(Stored records)
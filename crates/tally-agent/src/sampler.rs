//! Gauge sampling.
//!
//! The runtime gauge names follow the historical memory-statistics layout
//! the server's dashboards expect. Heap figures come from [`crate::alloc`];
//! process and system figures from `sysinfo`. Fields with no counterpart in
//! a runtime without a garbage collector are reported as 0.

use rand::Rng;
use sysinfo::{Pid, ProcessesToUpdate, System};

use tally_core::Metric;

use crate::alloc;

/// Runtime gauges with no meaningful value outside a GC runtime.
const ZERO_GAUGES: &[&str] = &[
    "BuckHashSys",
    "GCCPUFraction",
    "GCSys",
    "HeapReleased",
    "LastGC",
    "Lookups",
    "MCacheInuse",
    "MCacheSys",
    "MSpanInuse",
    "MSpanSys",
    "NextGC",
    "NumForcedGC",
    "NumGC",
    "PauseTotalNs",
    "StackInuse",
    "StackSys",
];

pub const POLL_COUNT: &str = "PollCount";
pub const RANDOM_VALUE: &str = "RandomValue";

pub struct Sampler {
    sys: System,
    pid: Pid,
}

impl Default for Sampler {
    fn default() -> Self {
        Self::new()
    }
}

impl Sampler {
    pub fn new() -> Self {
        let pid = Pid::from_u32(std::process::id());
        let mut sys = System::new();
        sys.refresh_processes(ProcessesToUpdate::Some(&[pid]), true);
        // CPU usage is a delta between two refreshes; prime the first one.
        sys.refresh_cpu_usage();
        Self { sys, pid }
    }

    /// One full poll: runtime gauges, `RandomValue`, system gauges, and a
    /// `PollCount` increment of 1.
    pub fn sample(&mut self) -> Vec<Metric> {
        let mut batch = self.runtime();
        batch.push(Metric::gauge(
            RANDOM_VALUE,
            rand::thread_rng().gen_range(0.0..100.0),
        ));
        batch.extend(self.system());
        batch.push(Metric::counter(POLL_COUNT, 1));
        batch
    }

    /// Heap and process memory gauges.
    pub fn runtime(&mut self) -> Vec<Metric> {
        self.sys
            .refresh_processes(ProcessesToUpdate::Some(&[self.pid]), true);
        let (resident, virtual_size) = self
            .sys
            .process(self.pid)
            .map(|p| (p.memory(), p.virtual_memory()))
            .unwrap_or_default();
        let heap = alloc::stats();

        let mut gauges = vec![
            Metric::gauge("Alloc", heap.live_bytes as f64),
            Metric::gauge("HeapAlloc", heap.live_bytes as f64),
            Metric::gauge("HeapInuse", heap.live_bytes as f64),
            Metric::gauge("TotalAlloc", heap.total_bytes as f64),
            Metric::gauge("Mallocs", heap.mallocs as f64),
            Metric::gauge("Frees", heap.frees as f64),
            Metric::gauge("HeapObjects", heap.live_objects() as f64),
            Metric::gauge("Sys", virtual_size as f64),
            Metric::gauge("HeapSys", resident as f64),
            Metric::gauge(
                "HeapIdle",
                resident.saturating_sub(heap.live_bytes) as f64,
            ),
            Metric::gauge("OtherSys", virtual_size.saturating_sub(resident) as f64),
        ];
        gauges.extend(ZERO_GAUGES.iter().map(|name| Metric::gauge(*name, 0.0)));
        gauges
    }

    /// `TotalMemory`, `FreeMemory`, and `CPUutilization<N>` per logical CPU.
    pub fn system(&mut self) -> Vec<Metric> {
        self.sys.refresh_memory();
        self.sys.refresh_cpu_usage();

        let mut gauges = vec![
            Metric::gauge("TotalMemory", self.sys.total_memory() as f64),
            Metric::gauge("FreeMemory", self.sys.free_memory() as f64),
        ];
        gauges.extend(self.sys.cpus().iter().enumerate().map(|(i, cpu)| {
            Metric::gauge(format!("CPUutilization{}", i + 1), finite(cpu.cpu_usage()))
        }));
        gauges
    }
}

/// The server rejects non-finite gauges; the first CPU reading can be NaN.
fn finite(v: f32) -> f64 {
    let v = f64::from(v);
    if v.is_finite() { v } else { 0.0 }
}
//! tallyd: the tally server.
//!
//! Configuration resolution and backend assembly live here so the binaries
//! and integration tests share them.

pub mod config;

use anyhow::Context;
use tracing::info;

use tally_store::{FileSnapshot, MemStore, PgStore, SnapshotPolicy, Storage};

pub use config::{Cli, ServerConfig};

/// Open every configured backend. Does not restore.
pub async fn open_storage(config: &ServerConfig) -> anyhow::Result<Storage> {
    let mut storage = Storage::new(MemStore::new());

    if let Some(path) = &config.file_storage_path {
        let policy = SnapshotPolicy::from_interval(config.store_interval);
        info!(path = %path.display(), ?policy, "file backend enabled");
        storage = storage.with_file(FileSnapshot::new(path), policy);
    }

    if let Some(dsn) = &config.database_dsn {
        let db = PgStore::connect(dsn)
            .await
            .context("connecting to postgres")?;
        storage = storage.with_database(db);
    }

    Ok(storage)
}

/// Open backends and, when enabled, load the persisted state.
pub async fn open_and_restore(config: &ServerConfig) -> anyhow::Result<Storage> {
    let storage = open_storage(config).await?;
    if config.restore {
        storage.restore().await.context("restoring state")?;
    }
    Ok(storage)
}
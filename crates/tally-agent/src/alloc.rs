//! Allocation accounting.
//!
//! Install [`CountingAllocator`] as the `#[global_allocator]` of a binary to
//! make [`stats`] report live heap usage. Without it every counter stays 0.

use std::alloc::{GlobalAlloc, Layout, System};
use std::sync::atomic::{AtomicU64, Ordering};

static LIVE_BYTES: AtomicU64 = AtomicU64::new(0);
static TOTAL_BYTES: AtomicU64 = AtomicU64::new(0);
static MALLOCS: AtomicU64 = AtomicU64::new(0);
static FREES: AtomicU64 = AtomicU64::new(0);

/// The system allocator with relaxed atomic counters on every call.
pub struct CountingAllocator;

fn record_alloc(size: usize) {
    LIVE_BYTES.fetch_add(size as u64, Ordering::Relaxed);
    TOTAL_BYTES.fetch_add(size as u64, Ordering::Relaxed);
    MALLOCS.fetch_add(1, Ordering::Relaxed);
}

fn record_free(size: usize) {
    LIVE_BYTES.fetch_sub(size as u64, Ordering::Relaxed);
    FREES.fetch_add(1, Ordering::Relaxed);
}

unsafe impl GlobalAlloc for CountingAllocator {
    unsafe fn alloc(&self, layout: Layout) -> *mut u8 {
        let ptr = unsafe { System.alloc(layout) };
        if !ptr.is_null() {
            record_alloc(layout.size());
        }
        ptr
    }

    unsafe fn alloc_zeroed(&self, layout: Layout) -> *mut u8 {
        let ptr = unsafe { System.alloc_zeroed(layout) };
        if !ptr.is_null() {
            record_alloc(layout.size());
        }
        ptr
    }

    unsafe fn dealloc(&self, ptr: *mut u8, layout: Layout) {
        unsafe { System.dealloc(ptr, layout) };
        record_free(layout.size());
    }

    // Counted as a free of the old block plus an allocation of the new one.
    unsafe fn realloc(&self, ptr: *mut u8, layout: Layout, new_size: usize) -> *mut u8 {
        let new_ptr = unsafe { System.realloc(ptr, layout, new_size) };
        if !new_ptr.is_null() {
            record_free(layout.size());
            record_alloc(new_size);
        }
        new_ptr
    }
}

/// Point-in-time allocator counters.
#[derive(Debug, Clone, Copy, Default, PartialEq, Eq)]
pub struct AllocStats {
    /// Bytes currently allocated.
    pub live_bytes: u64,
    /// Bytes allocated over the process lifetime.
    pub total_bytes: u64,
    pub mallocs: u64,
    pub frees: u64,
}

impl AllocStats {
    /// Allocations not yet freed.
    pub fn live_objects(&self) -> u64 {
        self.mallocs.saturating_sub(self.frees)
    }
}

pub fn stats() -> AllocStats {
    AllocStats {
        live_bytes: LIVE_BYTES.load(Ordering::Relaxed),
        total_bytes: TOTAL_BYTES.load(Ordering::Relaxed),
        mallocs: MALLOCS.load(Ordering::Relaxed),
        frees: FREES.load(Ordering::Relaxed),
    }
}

--

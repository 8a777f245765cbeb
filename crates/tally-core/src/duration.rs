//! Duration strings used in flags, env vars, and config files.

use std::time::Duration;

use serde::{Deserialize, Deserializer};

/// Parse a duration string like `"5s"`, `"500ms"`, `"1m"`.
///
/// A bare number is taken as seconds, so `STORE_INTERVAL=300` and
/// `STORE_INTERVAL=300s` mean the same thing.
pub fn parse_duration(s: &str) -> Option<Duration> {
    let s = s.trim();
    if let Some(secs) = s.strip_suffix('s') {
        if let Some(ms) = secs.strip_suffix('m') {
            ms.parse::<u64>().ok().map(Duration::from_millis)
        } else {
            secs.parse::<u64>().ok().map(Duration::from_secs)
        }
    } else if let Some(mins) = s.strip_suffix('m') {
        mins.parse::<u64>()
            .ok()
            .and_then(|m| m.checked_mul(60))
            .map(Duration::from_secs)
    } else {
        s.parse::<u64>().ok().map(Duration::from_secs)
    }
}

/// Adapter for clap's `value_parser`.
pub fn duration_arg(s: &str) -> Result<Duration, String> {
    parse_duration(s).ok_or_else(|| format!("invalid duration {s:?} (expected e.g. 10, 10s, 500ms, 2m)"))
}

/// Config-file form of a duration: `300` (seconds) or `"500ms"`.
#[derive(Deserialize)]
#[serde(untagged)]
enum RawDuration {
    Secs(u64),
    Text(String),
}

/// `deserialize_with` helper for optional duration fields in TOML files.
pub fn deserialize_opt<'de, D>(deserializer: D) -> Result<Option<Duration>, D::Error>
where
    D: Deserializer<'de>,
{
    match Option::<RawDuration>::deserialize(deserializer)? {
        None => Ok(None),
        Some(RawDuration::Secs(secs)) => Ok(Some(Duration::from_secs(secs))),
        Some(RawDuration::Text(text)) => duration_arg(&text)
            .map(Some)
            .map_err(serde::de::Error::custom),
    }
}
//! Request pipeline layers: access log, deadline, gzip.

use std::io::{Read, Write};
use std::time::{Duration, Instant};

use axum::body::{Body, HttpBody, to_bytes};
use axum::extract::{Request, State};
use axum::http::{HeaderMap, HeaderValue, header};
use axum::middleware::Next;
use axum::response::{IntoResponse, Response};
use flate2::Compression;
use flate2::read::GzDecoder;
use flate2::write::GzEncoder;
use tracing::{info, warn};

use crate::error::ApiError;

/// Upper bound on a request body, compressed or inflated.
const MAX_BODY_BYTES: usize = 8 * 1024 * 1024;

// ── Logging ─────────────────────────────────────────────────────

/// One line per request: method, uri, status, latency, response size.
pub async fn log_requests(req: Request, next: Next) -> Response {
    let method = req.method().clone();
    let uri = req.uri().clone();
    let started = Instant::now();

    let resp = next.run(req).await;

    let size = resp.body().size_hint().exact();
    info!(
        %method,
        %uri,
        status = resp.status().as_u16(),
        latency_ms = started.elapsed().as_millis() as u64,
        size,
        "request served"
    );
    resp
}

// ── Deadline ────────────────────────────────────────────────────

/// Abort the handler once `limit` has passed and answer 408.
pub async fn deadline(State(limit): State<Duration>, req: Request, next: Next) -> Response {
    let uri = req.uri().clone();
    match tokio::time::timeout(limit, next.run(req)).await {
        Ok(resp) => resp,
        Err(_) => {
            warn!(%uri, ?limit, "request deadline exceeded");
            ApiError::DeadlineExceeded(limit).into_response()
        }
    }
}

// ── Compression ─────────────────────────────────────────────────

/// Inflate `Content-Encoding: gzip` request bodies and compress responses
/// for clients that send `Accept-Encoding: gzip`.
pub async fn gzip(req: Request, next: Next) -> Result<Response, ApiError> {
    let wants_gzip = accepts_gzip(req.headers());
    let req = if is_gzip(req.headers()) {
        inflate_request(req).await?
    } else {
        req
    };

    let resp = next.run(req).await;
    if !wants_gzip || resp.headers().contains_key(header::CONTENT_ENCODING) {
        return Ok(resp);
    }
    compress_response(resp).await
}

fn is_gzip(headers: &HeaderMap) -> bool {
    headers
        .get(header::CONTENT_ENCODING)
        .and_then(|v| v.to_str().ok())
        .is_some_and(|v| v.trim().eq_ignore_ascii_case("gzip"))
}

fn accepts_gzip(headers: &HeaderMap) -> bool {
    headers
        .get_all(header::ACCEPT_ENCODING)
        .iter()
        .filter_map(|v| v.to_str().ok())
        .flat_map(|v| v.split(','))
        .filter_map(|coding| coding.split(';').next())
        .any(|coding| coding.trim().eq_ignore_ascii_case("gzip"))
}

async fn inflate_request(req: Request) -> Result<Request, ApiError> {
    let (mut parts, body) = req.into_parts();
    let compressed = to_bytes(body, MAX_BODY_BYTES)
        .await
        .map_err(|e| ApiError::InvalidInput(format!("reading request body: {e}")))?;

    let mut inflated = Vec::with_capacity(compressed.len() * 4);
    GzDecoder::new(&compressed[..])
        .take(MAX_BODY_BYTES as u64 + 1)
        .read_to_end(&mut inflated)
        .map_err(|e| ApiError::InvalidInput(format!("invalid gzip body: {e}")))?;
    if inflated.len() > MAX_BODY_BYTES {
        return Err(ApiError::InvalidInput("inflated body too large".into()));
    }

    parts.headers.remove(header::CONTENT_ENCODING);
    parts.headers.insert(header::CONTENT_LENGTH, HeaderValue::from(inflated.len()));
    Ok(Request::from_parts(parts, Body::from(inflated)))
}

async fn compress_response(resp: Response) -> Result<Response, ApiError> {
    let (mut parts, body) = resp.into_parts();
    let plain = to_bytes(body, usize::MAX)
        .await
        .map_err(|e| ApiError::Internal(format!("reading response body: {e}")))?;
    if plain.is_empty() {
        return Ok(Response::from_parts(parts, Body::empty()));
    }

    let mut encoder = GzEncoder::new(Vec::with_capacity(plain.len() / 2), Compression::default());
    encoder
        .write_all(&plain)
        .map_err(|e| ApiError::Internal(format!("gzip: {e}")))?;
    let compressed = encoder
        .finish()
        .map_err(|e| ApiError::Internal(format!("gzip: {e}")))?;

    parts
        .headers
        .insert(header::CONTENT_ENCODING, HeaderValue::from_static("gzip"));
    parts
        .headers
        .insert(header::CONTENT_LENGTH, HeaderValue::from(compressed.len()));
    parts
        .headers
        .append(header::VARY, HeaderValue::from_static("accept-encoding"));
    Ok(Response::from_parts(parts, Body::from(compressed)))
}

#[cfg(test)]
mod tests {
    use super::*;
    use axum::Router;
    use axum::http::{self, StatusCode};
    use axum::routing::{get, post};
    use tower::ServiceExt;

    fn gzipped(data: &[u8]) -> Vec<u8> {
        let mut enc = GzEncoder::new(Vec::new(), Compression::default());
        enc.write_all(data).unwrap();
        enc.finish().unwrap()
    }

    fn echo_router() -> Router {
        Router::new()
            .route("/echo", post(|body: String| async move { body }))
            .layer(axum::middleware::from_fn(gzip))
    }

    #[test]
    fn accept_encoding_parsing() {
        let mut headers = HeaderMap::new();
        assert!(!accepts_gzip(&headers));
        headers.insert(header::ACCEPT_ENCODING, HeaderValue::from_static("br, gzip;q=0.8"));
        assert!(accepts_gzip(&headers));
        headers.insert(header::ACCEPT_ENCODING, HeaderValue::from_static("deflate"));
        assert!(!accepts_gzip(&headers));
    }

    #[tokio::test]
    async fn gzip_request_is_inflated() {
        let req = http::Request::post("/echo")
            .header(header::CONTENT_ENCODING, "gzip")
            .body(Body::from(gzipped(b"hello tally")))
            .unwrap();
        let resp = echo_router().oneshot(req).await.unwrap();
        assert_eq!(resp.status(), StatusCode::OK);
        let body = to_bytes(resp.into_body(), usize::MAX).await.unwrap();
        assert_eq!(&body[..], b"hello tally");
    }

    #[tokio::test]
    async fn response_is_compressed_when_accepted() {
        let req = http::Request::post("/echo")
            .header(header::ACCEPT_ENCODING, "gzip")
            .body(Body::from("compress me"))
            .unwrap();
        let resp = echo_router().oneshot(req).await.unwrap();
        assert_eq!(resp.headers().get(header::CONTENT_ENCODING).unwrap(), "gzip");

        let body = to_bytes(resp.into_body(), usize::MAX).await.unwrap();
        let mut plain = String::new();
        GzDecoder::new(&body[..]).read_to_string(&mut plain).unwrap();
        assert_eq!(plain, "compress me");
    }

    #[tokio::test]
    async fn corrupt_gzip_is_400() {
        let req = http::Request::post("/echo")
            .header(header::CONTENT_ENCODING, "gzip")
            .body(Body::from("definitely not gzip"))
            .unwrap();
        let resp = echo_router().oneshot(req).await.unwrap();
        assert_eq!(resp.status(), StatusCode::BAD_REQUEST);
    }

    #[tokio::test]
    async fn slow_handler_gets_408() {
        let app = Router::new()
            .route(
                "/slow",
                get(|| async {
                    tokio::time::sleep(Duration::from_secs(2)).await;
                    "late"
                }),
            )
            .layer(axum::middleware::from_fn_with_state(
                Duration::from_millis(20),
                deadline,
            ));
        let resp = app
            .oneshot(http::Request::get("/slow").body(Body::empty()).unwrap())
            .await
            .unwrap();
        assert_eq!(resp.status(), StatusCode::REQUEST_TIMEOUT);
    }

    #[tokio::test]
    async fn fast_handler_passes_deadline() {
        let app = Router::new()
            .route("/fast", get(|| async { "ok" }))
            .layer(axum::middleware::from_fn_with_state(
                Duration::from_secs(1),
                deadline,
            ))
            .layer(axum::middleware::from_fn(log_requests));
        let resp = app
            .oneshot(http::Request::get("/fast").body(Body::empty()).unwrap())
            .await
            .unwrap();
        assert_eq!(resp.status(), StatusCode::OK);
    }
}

• [What the exercise asks]
Note each line above that holds "iter", then copy all of them.

• [Task answer]
        gauges.extend(ZERO_GAUGES.iter().map(|name| Metric::gauge(*name, 0.0)));
        gauges.extend(self.sys.cpus().iter().enumerate().map(|(i, cpu)| {
        .iter()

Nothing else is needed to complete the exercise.